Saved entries
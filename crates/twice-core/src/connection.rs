//! Per-connection protocol handling, independent of the transport.
//!
//! Inbound frames are JSON objects. Those with a `protocol` field of
//! `syncReview` or `loadReview` bind the connection to a review; everything
//! else is an event for the bound review. Failures are answered with
//! `{"error": "..."}` on the same connection.

use std::sync::Arc;

use serde::Deserialize;
use serde_json::Value;

use crate::errors::{CoreError, CoreResult};
use crate::events::{Event, ReviewIndex};
use crate::metadata::{MetadataUpdate, ReviewRef, ReviewStore};
use crate::registry::{SessionLease, SessionRegistry};
use crate::session::{ClientHandle, ClientId, ServerMessage};

#[derive(Debug, Deserialize)]
struct SyncReview {
    #[serde(rename = "reviewID")]
    review_id: String,
    #[serde(default)]
    title: Option<String>,
    #[serde(default)]
    description: Option<String>,
    #[serde(default)]
    owner: Option<String>,
    #[serde(default)]
    log: Option<Vec<Event>>,
}

#[derive(Debug, Deserialize)]
struct LoadReview {
    #[serde(rename = "reviewID")]
    review_id: String,
    #[serde(default)]
    log: Option<Vec<Event>>,
}

/// One client's protocol state.
pub struct Connection {
    client: Arc<dyn ClientHandle>,
    registry: SessionRegistry,
    reviews: Arc<dyn ReviewStore>,
    bound: Option<SessionLease>,
}

impl Connection {
    pub fn new(
        client: Arc<dyn ClientHandle>,
        registry: SessionRegistry,
        reviews: Arc<dyn ReviewStore>,
    ) -> Self {
        Self {
            client,
            registry,
            reviews,
            bound: None,
        }
    }

    #[must_use]
    pub fn client_id(&self) -> ClientId {
        self.client.id()
    }

    /// Review this connection is currently bound to.
    #[must_use]
    pub fn bound_review(&self) -> Option<ReviewIndex> {
        self.bound.as_ref().map(|lease| lease.index())
    }

    /// Handle one text frame, replying with an error frame on failure.
    pub async fn handle_text(&mut self, text: &str) {
        if let Err(e) = self.dispatch(text).await {
            tracing::warn!(client = %self.client_id(), error = %e, "Request failed");
            self.reply(&ServerMessage::error(&e));
        }
    }

    /// Handle one text frame.
    pub async fn dispatch(&mut self, text: &str) -> CoreResult<()> {
        let value: Value =
            serde_json::from_str(text).map_err(|e| CoreError::MalformedMessage(e.to_string()))?;

        match value.get("protocol").and_then(Value::as_str) {
            Some("syncReview") => {
                let request: SyncReview = parse(value)?;
                self.sync_review(request).await
            }
            Some("loadReview") => {
                let request: LoadReview = parse(value)?;
                self.load_review(request).await
            }
            _ => {
                let event: Event = parse(value)?;
                self.add_event(event).await
            }
        }
    }

    /// Return the bound review, if any.
    pub async fn close(mut self) {
        if let Some(lease) = self.bound.take() {
            self.registry.release(lease, self.client.id()).await;
        }
    }

    async fn sync_review(&mut self, request: SyncReview) -> CoreResult<()> {
        let index = self.reviews.get_or_create_review(&request.review_id).await?;
        tracing::info!(review = %index, review_id = %request.review_id, "synchronizing review");

        let update = MetadataUpdate {
            title: request.title,
            description: request.description,
            owner: request.owner,
            ..MetadataUpdate::default()
        };
        self.fill_metadata(index, &update).await;

        self.bind(index, request.log.unwrap_or_default()).await
    }

    async fn load_review(&mut self, request: LoadReview) -> CoreResult<()> {
        let index = self
            .reviews
            .get_review_index(&ReviewRef::Id(request.review_id))
            .await?;
        self.bind(index, request.log.unwrap_or_default()).await
    }

    /// Write client-supplied metadata for a review that has no title yet.
    async fn fill_metadata(&self, index: ReviewIndex, update: &MetadataUpdate) {
        if update.is_empty() {
            return;
        }
        let review = ReviewRef::Index(index);
        let result = async {
            if self.reviews.get_review(&review).await?.title.is_none() {
                self.reviews.update_metadata(&review, update).await?;
            }
            Ok::<_, CoreError>(())
        }
        .await;

        if let Err(e) = result {
            tracing::warn!(review = %index, error = %e, "Failed to record review metadata");
        }
    }

    async fn bind(&mut self, index: ReviewIndex, known: Vec<Event>) -> CoreResult<()> {
        let lease = self.registry.acquire(index);
        if let Some(previous) = self.bound.replace(lease) {
            self.registry.release(previous, self.client.id()).await;
        }

        let Some(lease) = self.bound.as_ref() else {
            return Err(CoreError::NotBound);
        };
        let report = lease.add_client(Arc::clone(&self.client), known).await?;
        tracing::info!(
            review = %index,
            client = %self.client.id(),
            sent = report.sent,
            uploaded = report.uploaded,
            "Client synchronized"
        );
        Ok(())
    }

    async fn add_event(&self, event: Event) -> CoreResult<()> {
        let lease = self.bound.as_ref().ok_or(CoreError::NotBound)?;
        lease.add_event(Some(self.client.id()), event).await?;
        Ok(())
    }

    fn reply(&self, message: &ServerMessage) {
        match message.to_text() {
            Ok(text) => {
                if let Err(e) = self.client.send(&text) {
                    tracing::debug!(error = %e, "Failed to send reply");
                }
            }
            Err(e) => tracing::error!(error = %e, "Failed to encode reply"),
        }
    }
}

fn parse<T: for<'de> Deserialize<'de>>(value: Value) -> CoreResult<T> {
    serde_json::from_value(value).map_err(|e| CoreError::MalformedMessage(e.to_string()))
}
//! twice-core: real-time sync engine for the twice-over review server.
//!
//! This crate owns the per-review event store, the live review sessions and
//! their registry, the review metadata store, and the debounced notification
//! queue. The transport lives in the `twice-server` binary.

pub mod config;
pub mod connection;
pub mod errors;
pub mod events;
pub mod metadata;
pub mod notify;
pub mod registry;
pub mod session;
pub mod store;
pub mod throttle;
impl ReviewSession {
    /// Start a session for `index` backed by the store file at `store_path`.
    ///
    /// When `predecessor` is given, the store is not opened until that
    /// instance reports [`SessionState::Closed`].
    pub fn spawn(
        index: ReviewIndex,
        store_path: PathBuf,
        hook: Arc<dyn EventHook>,
        predecessor: Option<watch::Receiver<SessionState>>,
    ) -> Self {
        let (commands, rx) = mpsc::unbounded_channel();
        let (state, _) = watch::channel(SessionState::Loading);
        let state = Arc::new(state);

        let actor = SessionActor {
            index,
            state: Arc::clone(&state),
            hook,
            store: None,
            log: Vec::new(),
            clients: Vec::new(),
            failure: None,
        };
        tokio::spawn(actor.run(rx, store_path, predecessor));

        Self {
            inner: Arc::new(SessionInner {
                index,
                commands,
                state,
            }),
        }
    }

    #[must_use]
    pub fn index(&self) -> ReviewIndex {
        self.inner.index
    }

    #[must_use]
    pub fn state(&self) -> SessionState {
        *self.inner.state.borrow()
    }

    /// Watch lifecycle transitions.
    #[must_use]
    pub fn subscribe_state(&self) -> watch::Receiver<SessionState> {
        self.inner.state.subscribe()
    }

    /// Resolves once the store has been released.
    pub async fn wait_closed(&self) {
        let mut rx = self.subscribe_state();
        let _ = rx.wait_for(|state| *state == SessionState::Closed).await;
    }

    /// Whether both handles refer to the same instance.
    #[must_use]
    pub fn same_instance(&self, other: &Self) -> bool {
        Arc::ptr_eq(&self.inner, &other.inner)
    }

    /// Attach `client` and bring it up to date.
    ///
    /// The client first receives every logged event absent from `known`, as a
    /// single batch. Then each event in `known` goes through the normal
    /// append path in one transaction, so events made offline are stored and
    /// broadcast to the other clients.
    pub async fn add_client(
        &self,
        client: Arc<dyn ClientHandle>,
        known: Vec<Event>,
    ) -> CoreResult<SyncReport> {
        self.request(|reply| Command::AddClient {
            client,
            known,
            reply,
        })
        .await
    }

    /// Detach a client. Returns how many remain. Idempotent.
    pub async fn remove_client(&self, client: ClientId) -> CoreResult<usize> {
        self.request(|reply| Command::RemoveClient { client, reply })
            .await
    }

    /// Store `event` and broadcast it to every client but `from`.
    pub async fn add_event(
        &self,
        from: Option<ClientId>,
        event: Event,
    ) -> CoreResult<AppendOutcome> {
        self.request(|reply| Command::AddEvent { from, event, reply })
            .await
    }

    /// Snapshot of the log as loaded plus everything accepted since.
    pub async fn events(&self) -> CoreResult<Vec<Event>> {
        self.request(|reply| Command::Events { reply }).await
    }

    /// Mark the instance closing and queue the close behind pending work.
    pub(crate) fn begin_close(&self) {
        self.inner.state.send_replace(SessionState::Closing);
        // The task may already be gone; closing twice is harmless.
        let _ = self.inner.commands.send(Command::Close);
    }

    async fn request<T>(&self, make: impl FnOnce(Reply<T>) -> Command) -> CoreResult<T> {
        let closed = || CoreError::SessionClosed {
            index: self.inner.index,
        };
        let (reply, rx) = oneshot::channel();
        self.inner.commands.send(make(reply)).map_err(|_| closed())?;
        rx.await.map_err(|_| closed())?
    }
}
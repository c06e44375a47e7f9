// src/models/dashboard.rs

use serde::Serialize;
use serde_json::Value;
use utoipa::ToSchema;

use crate::models::visit::Visit;

// Entrada do agregador: só o que os gráficos precisam de cada visita.
// A data fica como texto porque o shim legado guardava datas livres.
#[derive(Debug, Clone)]
pub struct VisitRecord {
    pub date: String,
    pub salesperson: Option<String>,
    pub client: String,
    pub region: Option<String>,
    pub details: Value,
}

impl From<&Visit> for VisitRecord {
    fn from(visit: &Visit) -> Self {
        Self {
            date: visit.visit_date.format("%Y-%m-%d").to_string(),
            salesperson: Some(visit.salesperson_name.clone()),
            client: visit.client_name.clone(),
            region: visit.region.clone(),
            details: visit.details.clone(),
        }
    }
}

// 1. Cards do topo + rankings + gráfico da semana
#[derive(Debug, Clone, Serialize, ToSchema)]
#[serde(rename_all = "camelCase")]
pub struct DashboardStats {
    pub total_visits: usize,
    pub unique_clients: usize,
    pub opportunities: usize,
    pub visits_by_period: Vec<PeriodBucket>,
    pub top_salespeople: Vec<RankingEntry>,
    pub top_regions: Vec<RankingEntry>,
}

// 2. Uma barra do gráfico (um dia)
#[derive(Debug, Clone, Serialize, ToSchema)]
#[serde(rename_all = "camelCase")]
pub struct PeriodBucket {
    pub date: String,  // AAAA-MM-DD
    pub label: String, // dd/mm
    pub value: f64,    // 0..=100, relativo ao dia mais movimentado
    pub count: usize,
    pub is_today: bool,
}

// 3. Posição de um ranking (vendedor ou região)
#[derive(Debug, Clone, Serialize, PartialEq, ToSchema)]
#[serde(rename_all = "camelCase")]
pub struct RankingEntry {
    pub name: String,
    pub visits: usize,
    pub percent: f64,
}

* [Exercise instructions]:
From the records above, give again exactly the lines running from the line with "let lease = self.registry.acquire(index);" to the line with "review sessions and", inclusive.

* [Answer section]:
        let lease = self.registry.acquire(index);
        if let Some(previous) = self.bound.replace(lease) {
            self.registry.release(previous, self.client.id()).await;
        }

        let Some(lease) = self.bound.as_ref() else {
            return Err(CoreError::NotBound);
        };
        let report = lease.add_client(Arc::clone(&self.client), known).await?;
        tracing::info!(
            review = %index,
            client = %self.client.id(),
            sent = report.sent,
            uploaded = report.uploaded,
            "Client synchronized"
        );
        Ok(())
    }

    async fn add_event(&self, event: Event) -> CoreResult<()> {
        let lease = self.bound.as_ref().ok_or(CoreError::NotBound)?;
        lease.add_event(Some(self.client.id()), event).await?;
        Ok(())
    }

    fn reply(&self, message: &ServerMessage) {
        match message.to_text() {
            Ok(text) => {
                if let Err(e) = self.client.send(&text) {
                    tracing::debug!(error = %e, "Failed to send reply");
                }
            }
            Err(e) => tracing::error!(error = %e, "Failed to encode reply"),
        }
    }
}

fn parse<T: for<'de> Deserialize<'de>>(value: Value) -> CoreResult<T> {
    serde_json::from_value(value).map_err(|e| CoreError::MalformedMessage(e.to_string()))
}
//! twice-core: real-time sync engine for the twice-over review server.
//!
//! This crate owns the per-review event store, the live review sessions and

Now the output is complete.